Medulloblastoma (MB) is the most common malignant brain tumor of childhood. While current 5-year EFS is >75 %, recurrent MB continues to have dismal outcomes and survivors face significant treatment-related sequelae. Drug repositioning is a promising strategy which allows for accelerated translation into the clinical setting. To apply this approach to Groups 3 and 4 medulloblastoma, we used a novel algorithm to identify driver signaling pathways by integrating mRNA expression, DNA-copy number, DNA-methylation and DNA-seq profiles from >1,800 patients. By combining these driver pathways with the targeted effects of 1,309 drugs from connectivity map database, we identified the cardiac glycoside family of compounds as potential inhibitors of tumor growth. These findings were first validated in MB-derived cell lines which showed high rates of growth inhibition. Patient-derived orthotopic-xenograft (PDOX) models of Group 3 (ICb-2555MB) and 4 MB (ICb-1078MB) were then treated with digoxin (2 mg/kg i.p.) for 2 cycles of 14 days.

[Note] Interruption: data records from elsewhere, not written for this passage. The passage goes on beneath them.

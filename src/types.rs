//! Core data model carried through the pipeline.
//!
//! Everything here is plain data: conversation [`Message`]s, the [`Prompt`] a caller
//! submits, the [`ToolCall`]s a backend asks for, and the [`ModelResponse`] that flows
//! back through the middleware chain. None of these types hold locks or handles, so
//! they can be cloned freely between tasks.

use serde::{Deserialize, Serialize};
use serde_json::{Map, Value};

/// Role of a message in a conversation.
#[derive(Debug, Clone, Copy, Serialize, Deserialize, PartialEq, Eq, Hash)]
#[serde(rename_all = "lowercase")]
pub enum MessageRole {
    System,
    User,
    Assistant,
    Tool,
}

impl MessageRole {
    /// Lowercase wire name of the role.
    pub fn as_str(&self) -> &'static str {
        match self {
            MessageRole::System => "system",
            MessageRole::User => "user",
            MessageRole::Assistant => "assistant",
            MessageRole::Tool => "tool",
        }
    }
}

/// A tool invocation requested by the model.
///
/// The `id` is an opaque token that is unique within one model response; the agent
/// loop echoes it back on the matching [`Message::Tool`] so the backend can correlate
/// results with requests.
#[derive(Debug, Clone, PartialEq, Serialize, Deserialize)]
pub struct ToolCall {
    pub id: String,
    pub name: String,
    #[serde(default)]
    pub arguments: Map<String, Value>,
}

impl ToolCall {
    pub fn new(id: impl Into<String>, name: impl Into<String>, arguments: Map<String, Value>) -> Self {
        Self {
            id: id.into(),
            name: name.into(),
            arguments,
        }
    }

    /// Arguments as a JSON object value, the shape tool handlers receive.
    pub fn arguments_value(&self) -> Value {
        Value::Object(self.arguments.clone())
    }
}

/// One entry of a conversation history.
#[derive(Debug, Clone, PartialEq, Serialize, Deserialize)]
#[serde(tag = "role", rename_all = "lowercase")]
pub enum Message {
    System {
        content: String,
    },
    User {
        content: String,
    },
    Assistant {
        content: String,
        #[serde(default, skip_serializing_if = "Vec::is_empty")]
        tool_calls: Vec<ToolCall>,
    },
    Tool {
        tool_call_id: String,
        name: String,
        content: String,
    },
}

impl Message {
    pub fn system(text: impl Into<String>) -> Self {
        Message::System {
            content: text.into(),
        }
    }

    pub fn user(text: impl Into<String>) -> Self {
        Message::User {
            content: text.into(),
        }
    }

    pub fn assistant(text: impl Into<String>) -> Self {
        Message::Assistant {
            content: text.into(),
            tool_calls: Vec::new(),
        }
    }

    pub fn assistant_with_tools(text: impl Into<String>, tool_calls: Vec<ToolCall>) -> Self {
        Message::Assistant {
            content: text.into(),
            tool_calls,
        }
    }

    /// Result of one tool call, correlated by the originating call's id.
    pub fn tool_result(
        tool_call_id: impl Into<String>,
        name: impl Into<String>,
        content: impl Into<String>,
    ) -> Self {
        Message::Tool {
            tool_call_id: tool_call_id.into(),
            name: name.into(),
            content: content.into(),
        }
    }

    pub fn role(&self) -> MessageRole {
        match self {
            Message::System { .. } => MessageRole::System,
            Message::User { .. } => MessageRole::User,
            Message::Assistant { .. } => MessageRole::Assistant,
            Message::Tool { .. } => MessageRole::Tool,
        }
    }

    pub fn content(&self) -> &str {
        match self {
            Message::System { content }
            | Message::User { content }
            | Message::Assistant { content, .. }
            | Message::Tool { content, .. } => content,
        }
    }

    /// Tool calls carried by an assistant message; empty for every other role.
    pub fn tool_calls(&self) -> &[ToolCall] {
        match self {
            Message::Assistant { tool_calls, .. } => tool_calls,
            _ => &[],
        }
    }
}

/// What a caller submits to the pipeline: a bare string or a full message sequence.
#[derive(Debug, Clone, PartialEq, Serialize, Deserialize)]
#[serde(untagged)]
pub enum Prompt {
    Text(String),
    Messages(Vec<Message>),
}

impl Prompt {
    /// Plain text used for similarity lookups.
    ///
    /// A bare string is used as is; a message sequence yields the content of its most
    /// recent user message. Returns `None` when no non-empty text exists.
    pub fn query_text(&self) -> Option<&str> {
        let text = match self {
            Prompt::Text(text) => text.as_str(),
            Prompt::Messages(messages) => messages
                .iter()
                .rev()
                .find(|m| m.role() == MessageRole::User)
                .map(Message::content)?,
        };
        if text.is_empty() { None } else { Some(text) }
    }

    /// Converts the prompt into the message sequence a backend receives.
    pub fn into_messages(self) -> Vec<Message> {
        match self {
            Prompt::Text(text) => vec![Message::user(text)],
            Prompt::Messages(messages) => messages,
        }
    }
}

impl From<&str> for Prompt {
    fn from(text: &str) -> Self {
        Prompt::Text(text.to_string())
    }
}

impl From<String> for Prompt {
    fn from(text: String) -> Self {
        Prompt::Text(text)
    }
}

impl From<Vec<Message>> for Prompt {
    fn from(messages: Vec<Message>) -> Self {
        Prompt::Messages(messages)
    }
}

/// Token accounting reported by a backend for one request.
#[derive(Debug, Clone, Copy, Default, PartialEq, Eq, Serialize, Deserialize)]
pub struct Usage {
    pub input_tokens: u64,
    pub output_tokens: u64,
    pub total_tokens: u64,
}

impl Usage {
    pub fn new(input_tokens: u64, output_tokens: u64) -> Self {
        Self {
            input_tokens,
            output_tokens,
            total_tokens: input_tokens + output_tokens,
        }
    }
}

/// A parsed backend reply.
///
/// Immutable once built: middlewares that want to change a response return a new one
/// from `after_response` rather than mutating in place.
#[derive(Debug, Clone, PartialEq, Serialize, Deserialize)]
pub struct ModelResponse {
    pub text: String,
    #[serde(default)]
    pub tool_calls: Vec<ToolCall>,
    #[serde(default)]
    pub usage: Option<Usage>,
    #[serde(default)]
    pub provider: String,
    #[serde(default)]
    pub raw: Value,
}

impl ModelResponse {
    pub fn new(text: impl Into<String>) -> Self {
        Self {
            text: text.into(),
            tool_calls: Vec::new(),
            usage: None,
            provider: String::new(),
            raw: Value::Null,
        }
    }

    pub fn with_tool_calls(mut self, tool_calls: Vec<ToolCall>) -> Self {
        self.tool_calls = tool_calls;
        self
    }

    pub fn with_usage(mut self, usage: Usage) -> Self {
        self.usage = Some(usage);
        self
    }

    pub fn with_provider(mut self, provider: impl Into<String>) -> Self {
        self.provider = provider.into();
        self
    }

    pub fn with_raw(mut self, raw: Value) -> Self {
        self.raw = raw;
        self
    }

    pub fn has_tool_calls(&self) -> bool {
        !self.tool_calls.is_empty()
    }
}

/// One incremental piece of a streamed reply.
#[derive(Debug, Clone, PartialEq, Eq)]
pub struct StreamChunk {
    pub text: String,
}

impl StreamChunk {
    pub fn new(text: impl Into<String>) -> Self {
        Self { text: text.into() }
    }
}

#[cfg(test)]
mod tests {
    use super::*;
    use serde_json::json;

    #[test]
    fn test_message_roles_and_content() {
        let msgs = [
            Message::system("sys"),
            Message::user("hi"),
            Message::assistant("hello"),
            Message::tool_result("call_1", "lookup", "42"),
        ];
        let roles: Vec<_> = msgs.iter().map(Message::role).collect();
        assert_eq!(
            roles,
            vec![
                MessageRole::System,
                MessageRole::User,
                MessageRole::Assistant,
                MessageRole::Tool
            ]
        );
        assert_eq!(msgs[3].content(), "42");
        assert!(msgs[2].tool_calls().is_empty());
    }

    #[test]
    fn test_message_serialization_is_role_tagged() {
        let call = ToolCall::new("1", "get_weather", json!({"city": "SF"}).as_object().cloned().unwrap());
        let msg = Message::assistant_with_tools("calling", vec![call]);
        let value = serde_json::to_value(&msg).unwrap();
        assert_eq!(value["role"], "assistant");
        assert_eq!(value["tool_calls"][0]["arguments"]["city"], "SF");

        let plain = serde_json::to_value(Message::assistant("done")).unwrap();
        assert!(plain.get("tool_calls").is_none());
    }

    #[test]
    fn test_query_text_from_string_prompt() {
        assert_eq!(Prompt::from("hello").query_text(), Some("hello"));
        assert_eq!(Prompt::from("").query_text(), None);
    }

    #[test]
    fn test_query_text_uses_most_recent_user_message() {
        let prompt = Prompt::from(vec![
            Message::system("be brief"),
            Message::user("first"),
            Message::assistant("ok"),
            Message::user("second"),
            Message::assistant("sure"),
        ]);
        assert_eq!(prompt.query_text(), Some("second"));
    }

    #[test]
    fn test_query_text_without_user_message() {
        let prompt = Prompt::from(vec![Message::system("only system")]);
        assert_eq!(prompt.query_text(), None);
    }

    #[test]
    fn test_text_prompt_becomes_single_user_message() {
        let messages = Prompt::from("hi").into_messages();
        assert_eq!(messages, vec![Message::user("hi")]);
    }

    #[test]
    fn test_usage_total() {
        let usage = Usage::new(10, 5);
        assert_eq!(usage.total_tokens, 15);
    }
}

Digoxin treatment significantly prolonged survival in both models compared to untreated controls (p=0.001; p=0.031). Studies using the Group 3 model further demonstrated that the observed survival benefit is synergistic with radiation. Furthermore, the average digoxin trough levels in treated mice (2.4 ng/mL +/- 0.4) were similar to target levels in patients taking digoxin, suggesting the potential for rapid translation of these findings into a clinical setting. Finally, digoxin-mediated cell killing occurs in vivo via apoptosis and does not require loss of HIF-1 alpha protein.